You may lose some weight… but your training quality drops, your recovery worsens, and by Friday you feel worse than you did Monday.

Instead, a balanced approach works better:

  • Carbohydrates for training energy

  • Protein for recovery and muscle repair

  • Fat for overall health and hormone support

All three matter.


Build a Plan You Can Actually Live With

One of the most practical takeaways from the conversation was this:

The best nutrition plan is the one you can actually repeat consistently.

That means it has to work inside your life.

Inside your work schedule.Inside your family dinners.Inside road trips, weekends, birthdays, and summer barbecues.

Not every hunter wants—or needs—to eat chicken and rice out of a Tupperware container seven days a week.

For some, meal prep works great.

For others, flexibility is the difference between sticking with a plan and quitting after two weeks.

I recommend thinking in simple daily budgets.

For example:

If your target is 2,000 calories and you like eating four times per day, aim for roughly 500 calories per meal.

That framework gives structure without rigidity.

It prevents blowing through your calorie intake by 10 a.m.—and leaves room for real life later in the day.


Consistency Wins More Than Perfection

The biggest mistake hunters make?

It isn’t carbs.It isn’t protein.It isn’t supplements.

It’s inconsistency.

Here's what we see constantly:

“Perfect” during the week. Off the rails on the weekend.Repeat Monday.

Those weekends can quietly undo all the progress from Monday through Friday.

Instead of chasing perfection, focus on stacking consistent days.

Good days repeated over months matter far more than extreme effort repeated for a few days.

The mountain doesn’t reward perfection.

It rewards consistency.


Don’t Let the Scale Be the Only Judge

Another trap many hunters fall into is obsessing over body weight.

The scale can be helpful—but it’s incomplete.

You can lose inches while body weight stays flat.You can gain muscle while losing body fat.You can get stronger while the number goes up.

That doesn’t mean the plan isn’t working.

Track progress through multiple lenses:

  • How your clothes fit

  • Waist or hip measurements

  • Progress photos

  • Workout performance

  • Energy levels

  • Recovery

  • Sleep quality

The scale is one data point—not the whole story.

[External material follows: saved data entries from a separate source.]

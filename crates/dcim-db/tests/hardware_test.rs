//! Integration tests for physical hardware: reference validation,
//! serial uniqueness, mounting bounds, overlap discovery, the
//! cross-entity search and the detail projection.

use dcim_core::error::DcimError;
use dcim_core::models::hardware::{
    CreateHardware, HardwareFilter, HardwareStatus, UpdateHardware,
};
use dcim_core::models::hardware_info::CreateHardwareInfo;
use dcim_core::models::hardware_type::CreateHardwareType;
use dcim_core::models::rack::CreateRack;
use dcim_core::models::region::CreateRegion;
use dcim_core::models::room::CreateRoom;
use dcim_core::models::site::CreateSite;
use dcim_core::models::tenant::CreateTenant;
use dcim_core::models::tenant_group::CreateTenantGroup;
use dcim_core::models::zone::CreateZone;
use dcim_core::query::ListOptions;
use dcim_core::repository::{
    HardwareInfoRepository, HardwareRepository, HardwareTypeRepository, RackRepository,
    RegionRepository, RoomRepository, SiteRepository, TenantGroupRepository, TenantRepository,
    ZoneRepository,
};
use dcim_db::repository::{
    SurrealHardwareInfoRepository, SurrealHardwareRepository, SurrealHardwareTypeRepository,
    SurrealRackRepository, SurrealRegionRepository, SurrealRoomRepository, SurrealSiteRepository,
    SurrealTenantGroupRepository, SurrealTenantRepository, SurrealZoneRepository,
};
use surrealdb::Surreal;
use surrealdb::engine::local::Mem;
use uuid::Uuid;

type TestDb = Surreal<surrealdb::engine::local::Db>;

async fn setup() -> TestDb {
    let db = Surreal::new::<Mem>(()).await.unwrap();
    db.use_ns("test").use_db("test").await.unwrap();
    dcim_db::run_migrations(&db).await.unwrap();
    db
}

/// Rack id plus two catalog models: a 1U Cisco 2960 switch and a 2U
/// Dell R740 server.
async fn seed_fixtures(db: &TestDb) -> (Uuid, Uuid, Uuid) {
    let region = SurrealRegionRepository::new(db.clone())
        .create(CreateRegion {
            name: "APAC".into(),
            description: None,
        })
        .await
        .unwrap();
    let zone = SurrealZoneRepository::new(db.clone())
        .create(CreateZone {
            region_id: region.id,
            name: "TH".into(),
            description: None,
        })
        .await
        .unwrap();
    let site = SurrealSiteRepository::new(db.clone())
        .create(CreateSite {
            zone_id: zone.id,
            name: "BKK-1".into(),
            description: None,
        })
        .await
        .unwrap();
    let room = SurrealRoomRepository::new(db.clone())
        .create(CreateRoom {
            site_id: site.id,
            name: "Room A".into(),
            description: None,
        })
        .await
        .unwrap();
    let rack = SurrealRackRepository::new(db.clone())
        .create(CreateRack {
            room_id: room.id,
            name: "R01".into(),
            description: None,
            unit: Some(10),
        })
        .await
        .unwrap();

    let switch_type = SurrealHardwareTypeRepository::new(db.clone())
        .create(CreateHardwareType {
            name: "Switch".into(),
            category: Some("network".into()),
            description: None,
        })
        .await
        .unwrap();
    let server_type = SurrealHardwareTypeRepository::new(db.clone())
        .create(CreateHardwareType {
            name: "Server".into(),
            category: Some("compute".into()),
            description: None,
        })
        .await
        .unwrap();
    let info_repo = SurrealHardwareInfoRepository::new(db.clone());
    let switch_info = info_repo
        .create(CreateHardwareInfo {
            hardware_type_id: switch_type.id,
            manufacturer: "Cisco".into(),
            model: "2960".into(),
            height: Some(1),
        })
        .await
        .unwrap();
    let server_info = info_repo
        .create(CreateHardwareInfo {
            hardware_type_id: server_type.id,
            manufacturer: "Dell".into(),
            model: "R740".into(),
            height: Some(2),
        })
        .await
        .unwrap();

    (rack.id, switch_info.id, server_info.id)
}

fn input(rack_id: Uuid, info_id: Uuid, name: &str) -> CreateHardware {
    CreateHardware {
        rack_id,
        hardware_info_id: info_id,
        tenant_id: None,
        name: name.into(),
        status: None,
        serial_number: None,
        oob_ip: None,
        specifications: None,
        note: None,
        u_position: None,
        warranty_start: None,
        warranty_end: None,
    }
}

// -----------------------------------------------------------------------
// Reference validation and serial uniqueness
// -----------------------------------------------------------------------

#[tokio::test]
async fn create_validates_rack_model_and_tenant() {
    let db = setup().await;
    let repo = SurrealHardwareRepository::new(db.clone());
    let (rack, switch_info, _) = seed_fixtures(&db).await;

    let err = repo
        .create(input(Uuid::new_v4(), switch_info, "SW-01"))
        .await
        .unwrap_err();
    assert!(matches!(err, DcimError::NotFound { .. }));

    let err = repo
        .create(input(rack, Uuid::new_v4(), "SW-01"))
        .await
        .unwrap_err();
    assert!(matches!(err, DcimError::NotFound { .. }));

    let mut with_tenant = input(rack, switch_info, "SW-01");
    with_tenant.tenant_id = Some(Uuid::new_v4());
    let err = repo.create(with_tenant).await.unwrap_err();
    assert!(matches!(err, DcimError::NotFound { .. }));
}

#[tokio::test]
async fn serial_number_is_unique_when_present() {
    let db = setup().await;
    let repo = SurrealHardwareRepository::new(db.clone());
    let (rack, switch_info, server_info) = seed_fixtures(&db).await;

    let mut first = input(rack, switch_info, "SW-01");
    first.serial_number = Some("FCW1932D0LB".into());
    let first = repo.create(first).await.unwrap();

    let mut clash = input(rack, server_info, "SVR-01");
    clash.serial_number = Some("FCW1932D0LB".into());
    let err = repo.create(clash).await.unwrap_err();
    assert!(matches!(err, DcimError::Conflict { .. }));

    // Serial-less items never clash with each other.
    repo.create(input(rack, server_info, "SVR-01")).await.unwrap();
    repo.create(input(rack, server_info, "SVR-02")).await.unwrap();

    // Re-writing the same serial on the same item is not a conflict.
    let updated = repo
        .update(
            first.id,
            UpdateHardware {
                serial_number: Some("FCW1932D0LB".into()),
                note: Some("re-labelled".into()),
                ..Default::default()
            },
        )
        .await
        .unwrap();
    assert_eq!(updated.serial_number.as_deref(), Some("FCW1932D0LB"));
}

// -----------------------------------------------------------------------
// Mounting bounds and overlap discovery
// -----------------------------------------------------------------------

#[tokio::test]
async fn u_position_must_fit_the_rack() {
    let db = setup().await;
    let repo = SurrealHardwareRepository::new(db.clone());
    let (rack, _, server_info) = seed_fixtures(&db).await;

    // The fixture rack is 10U and the server model is 2U: position 10
    // would occupy 10..=11.
    let mut too_high = input(rack, server_info, "SVR-01");
    too_high.u_position = Some(10);
    let err = repo.create(too_high).await.unwrap_err();
    assert!(matches!(err, DcimError::Validation { .. }));

    let mut fits = input(rack, server_info, "SVR-01");
    fits.u_position = Some(9);
    let mounted = repo.create(fits).await.unwrap();
    assert_eq!(mounted.u_position, Some(9));

    // Moving it out of bounds is rejected too.
    let err = repo
        .update(
            mounted.id,
            UpdateHardware {
                u_position: Some(Some(10)),
                ..Default::default()
            },
        )
        .await
        .unwrap_err();
    assert!(matches!(err, DcimError::Validation { .. }));
}

#[tokio::test]
async fn overlap_check_reports_conflicting_items_but_does_not_block() {
    let db = setup().await;
    let repo = SurrealHardwareRepository::new(db.clone());
    let (rack, switch_info, server_info) = seed_fixtures(&db).await;

    // 2U server at 4..=5.
    let mut server = input(rack, server_info, "SVR-01");
    server.u_position = Some(4);
    let server = repo.create(server).await.unwrap();

    // Candidate 1U at 5 overlaps the server.
    let overlaps = repo.find_overlaps(rack, 5, 1, None).await.unwrap();
    assert_eq!(overlaps.len(), 1);
    assert_eq!(overlaps[0].id, server.id);

    // Candidate 1U at 6 is clear.
    let clear = repo.find_overlaps(rack, 6, 1, None).await.unwrap();
    assert!(clear.is_empty());

    // Placement stays permissive: the overlapping mount is accepted.
    let mut colliding = input(rack, switch_info, "SW-01");
    colliding.u_position = Some(5);
    repo.create(colliding).await.unwrap();

    // The check excludes the item itself when re-validating a move.
    let self_check = repo
        .find_overlaps(rack, 4, 2, Some(server.id))
        .await
        .unwrap();
    assert_eq!(self_check.len(), 1); // only the switch at 5
}

// -----------------------------------------------------------------------
// Search and filters
// -----------------------------------------------------------------------

#[tokio::test]
async fn search_reaches_through_the_catalog_without_duplicating_rows() {
    let db = setup().await;
    let repo = SurrealHardwareRepository::new(db.clone());
    let (rack, switch_info, server_info) = seed_fixtures(&db).await;

    // Name mentions cisco AND the model is Cisco: still one row.
    let mut both = input(rack, switch_info, "cisco-edge");
    both.serial_number = Some("SN-1".into());
    let both = repo.create(both).await.unwrap();

    // Only the related model matches.
    let mut by_model = input(rack, switch_info, "SW-02");
    by_model.serial_number = Some("SN-2".into());
    let by_model = repo.create(by_model).await.unwrap();

    // Matches by serial only.
    let mut by_serial = input(rack, server_info, "SVR-01");
    by_serial.serial_number = Some("CISCO-LEGACY".into());
    let by_serial = repo.create(by_serial).await.unwrap();

    // No match.
    repo.create(input(rack, server_info, "SVR-02")).await.unwrap();

    let page = repo
        .list(
            HardwareFilter {
                search: Some("CiScO".into()),
                ..Default::default()
            },
            ListOptions::default(),
        )
        .await
        .unwrap();

    assert_eq!(page.total_results, 3);
    assert_eq!(page.results.len(), 3);
    let mut found: Vec<Uuid> = page.results.iter().map(|h| h.id).collect();
    found.sort();
    let mut expected = vec![both.id, by_model.id, by_serial.id];
    expected.sort();
    assert_eq!(found, expected);
}

#[tokio::test]
async fn status_and_type_filters_are_exact() {
    let db = setup().await;
    let repo = SurrealHardwareRepository::new(db.clone());
    let (rack, switch_info, server_info) = seed_fixtures(&db).await;

    let mut failed = input(rack, switch_info, "SW-01");
    failed.status = Some(HardwareStatus::Failed);
    let failed = repo.create(failed).await.unwrap();
    repo.create(input(rack, server_info, "SVR-01")).await.unwrap();

    let page = repo
        .list(
            HardwareFilter {
                status: Some(HardwareStatus::Failed),
                ..Default::default()
            },
            ListOptions::default(),
        )
        .await
        .unwrap();
    assert_eq!(page.total_results, 1);
    assert_eq!(page.results[0].id, failed.id);

    // Filtering by type resolves through the catalog models.
    let switch_type = SurrealHardwareInfoRepository::new(db.clone())
        .get_by_id(switch_info)
        .await
        .unwrap()
        .hardware_type_id;
    let page = repo
        .list(
            HardwareFilter {
                hardware_type_id: Some(switch_type),
                ..Default::default()
            },
            ListOptions::default(),
        )
        .await
        .unwrap();
    assert_eq!(page.total_results, 1);
    assert_eq!(page.results[0].id, failed.id);
}

// -----------------------------------------------------------------------
// Detail projection
// -----------------------------------------------------------------------

#[tokio::test]
async fn detail_carries_catalog_chain_owner_and_interfaces() {
    let db = setup().await;
    let repo = SurrealHardwareRepository::new(db.clone());
    let (rack, switch_info, _) = seed_fixtures(&db).await;

    let group = SurrealTenantGroupRepository::new(db.clone())
        .create(CreateTenantGroup {
            name: "Platform".into(),
            description: None,
        })
        .await
        .unwrap();
    let tenant = SurrealTenantRepository::new(db.clone())
        .create(CreateTenant {
            tenant_group_id: group.id,
            name: "Payments".into(),
            description: None,
        })
        .await
        .unwrap();

    let mut owned = input(rack, switch_info, "SW-01");
    owned.tenant_id = Some(tenant.id);
    let hw = repo.create(owned).await.unwrap();

    let detail = repo.get_detail(hw.id).await.unwrap();
    assert_eq!(detail.hardware.id, hw.id);
    assert_eq!(detail.info.id, switch_info);
    assert_eq!(detail.info.manufacturer, "Cisco");
    assert_eq!(detail.hardware_type.name, "Switch");
    assert_eq!(detail.tenant.as_ref().map(|t| t.id), Some(tenant.id));
    assert!(detail.interfaces.is_empty());
}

Mental Discipline Is Built Daily

One of the strongest parallels between sheep hunting and nutrition came near the end of the conversation.

Mental discipline isn’t built in the mountains.

It’s built before them.

Every workout you show up for when you don’t feel like going.Every early alarm. Every food choice aligned with your goal instead of the easier option.

Those moments matter.

That discipline compounds.

And by the time season arrives, it becomes second nature.

That’s what carries you through bad weather, heavy packs, missed opportunities, and long days above timberline.


Final Thoughts: The Plan Before the Hunt

Five months from now, the mountains won’t care how motivated you felt in March.

They’ll care how prepared you became between now and then.

So start simple:

  • Decide what outcome you want

  • Build a realistic nutrition plan

  • Support your training with enough fuel

  • Stay consistent longer than feels exciting

  • Adjust when needed—but don’t quit too early

And remember:

You don’t need perfect.

You need repeatable.

Because sheep shape isn’t built in a single workout, a crash diet, or a weekend of motivation.

It’s built meal by meal.Workout by workout.Day after day.

Long before the mountain ever begins.